Mohammed Nuru, San Francisco's director of public works, is the city's point man charged with cleaning up the streets. He tells Here & Now's Jeremy Hobson that "it's definitely challenging times" and that the department has been diverted away from normal trash pickup routes into the areas concentrated by people who are homeless.

"Our resources have been focused on really trying to clean up areas that mostly have been trashed by homeless, had tents where people [were] living in them," Nuru says. "People were using the streets for the bathroom. ... It creates definitely a different problem."

The sprawling California city that is a hub for major tech companies such as Uber and Twitter is being choked by an affordable housing crisis that is pushing more people onto the streets.

The 2017 San Francisco Homeless Point-in-Time Count, a report on the city's homeless population, identified 7,499 sheltered and unsheltered homeless people in the city of 884,000. Nearly 49 percent of those were counted in neighborhoods surrounding downtown. San Francisco has become "a magnet" for the homeless because the city has boosted spending to fight the crisis over the past five years, Nuru says. The West Coast cities of Seattle, San Diego and Sacramento, Calif., are also experiencing severe shortages of affordable housing.

"A large number of the people we see on our streets are not necessarily from San Francisco," he says. "They are coming from surrounding counties and, in some cases, across state lines."

The filth in the street is raising alarms among medical experts. The biggest concern: the spread of disease.

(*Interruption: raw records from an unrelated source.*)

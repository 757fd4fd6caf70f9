use anyhow::Context;
use chrono::NaiveDateTime;
use diesel::{
    prelude::*,
    sql_query,
    sql_types::{Bigint, Datetime, Smallint, Unsigned},
};

use super::MysqlTx;
use crate::models::*;

const GROUP_MESSAGE_COUNTS_SQL: &str = "\
SELECT TIMESTAMP(DATE_FORMAT(occurred_at, '%Y-%m-%d %H:00:00')) AS hour_ts,
    guild_id,
    channel_id,
    user_id,
    COUNT(message_id) AS message_count,
    MIN(occurred_at) AS min_ts,
    MAX(occurred_at) AS max_ts
FROM ingest_message_events
WHERE occurred_at > ? AND occurred_at <= ? AND event_type IN (?, ?)
GROUP BY 1, 2, 3, 4";

const UPSERT_MESSAGE_COUNT_SQL: &str = "\
INSERT INTO guild_message_counts_hour (hour_ts, guild_id, channel_id, user_id, message_count, min_ts)
VALUES (?, ?, ?, ?, ?, ?)
ON DUPLICATE KEY UPDATE
    message_count = VALUES(message_count),
    min_ts = LEAST(min_ts, VALUES(min_ts))";

impl MysqlTx<'_> {
    pub fn group_message_counts(
        &self,
        lower: NaiveDateTime,
        upper: NaiveDateTime,
    ) -> anyhow::Result<Vec<MessageCountGroup>> {
        let [first, second] = MessageEventType::COUNTED;
        sql_query(GROUP_MESSAGE_COUNTS_SQL)
            .bind::<Datetime, _>(lower)
            .bind::<Datetime, _>(upper)
            .bind::<Smallint, _>(first.code())
            .bind::<Smallint, _>(second.code())
            .load::<MessageCountGroup>(self.conn)
            .context("error querying aggregate message counts")
    }

    pub fn upsert_message_count(&self, row: &HourlyMessageCount) -> anyhow::Result<()> {
        sql_query(UPSERT_MESSAGE_COUNT_SQL)
            .bind::<Datetime, _>(row.hour_ts)
            .bind::<Unsigned<Bigint>, _>(row.guild_id)
            .bind::<Unsigned<Bigint>, _>(row.channel_id)
            .bind::<Unsigned<Bigint>, _>(row.user_id)
            .bind::<Bigint, _>(row.message_count)
            .bind::<Datetime, _>(row.min_ts)
            .execute(self.conn)
            .context("error upserting aggregate message counts")?;
        Ok(())
    }
}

Dr. Lee Riley, an infectious disease expert at the University of California, Berkeley, told NBC Bay Area that dried feces can release dangerous viruses, such as rotavirus, which is the most common cause of diarrhea in infants and children worldwide. Getting pricked with discarded drug needles can also spread HIV, hepatitis C and hepatitis B, among other viruses, Riley said.

"The contamination is ... much greater than communities in Brazil or Kenya or India," says Riley, who researched health conditions caused by extreme poverty in some of the world's poorest regions.

Street conditions in San Francisco are so bad that a Chicago-based medical association recently decided to cancel future events in the city, including a major convention that normally hosts more than 15,000 attendees, according to the San Francisco Travel Association, which declined to name the organization. Nuru says the tourism industry is concerned that street conditions will affect the bottom line. According to the San Francisco Travel Association, spending by tourists reached more than $9 billion in 2017. "We have been working with the convention staff ... our tourist industry and really trying to address the concerns," he says. "I would hope that this is just a short-term type of concern and that we can really get our city to where it should be: a nice clean destination for people who want to come out to the West Coast." Copyright 2019 NPR. To see more, visit https://www.npr.org.

Correction (2018-08-01 04:00:00 UTC):

A previous version of this story incorrectly said San Francisco's street cleaning budget was $60 million. That number had been from earlier fiscal years. In addition, a previous caption incorrectly said the city is expecting to spend nearly $75 million on street cleaning this year. The proposed number for the coming fiscal year is about $71 million.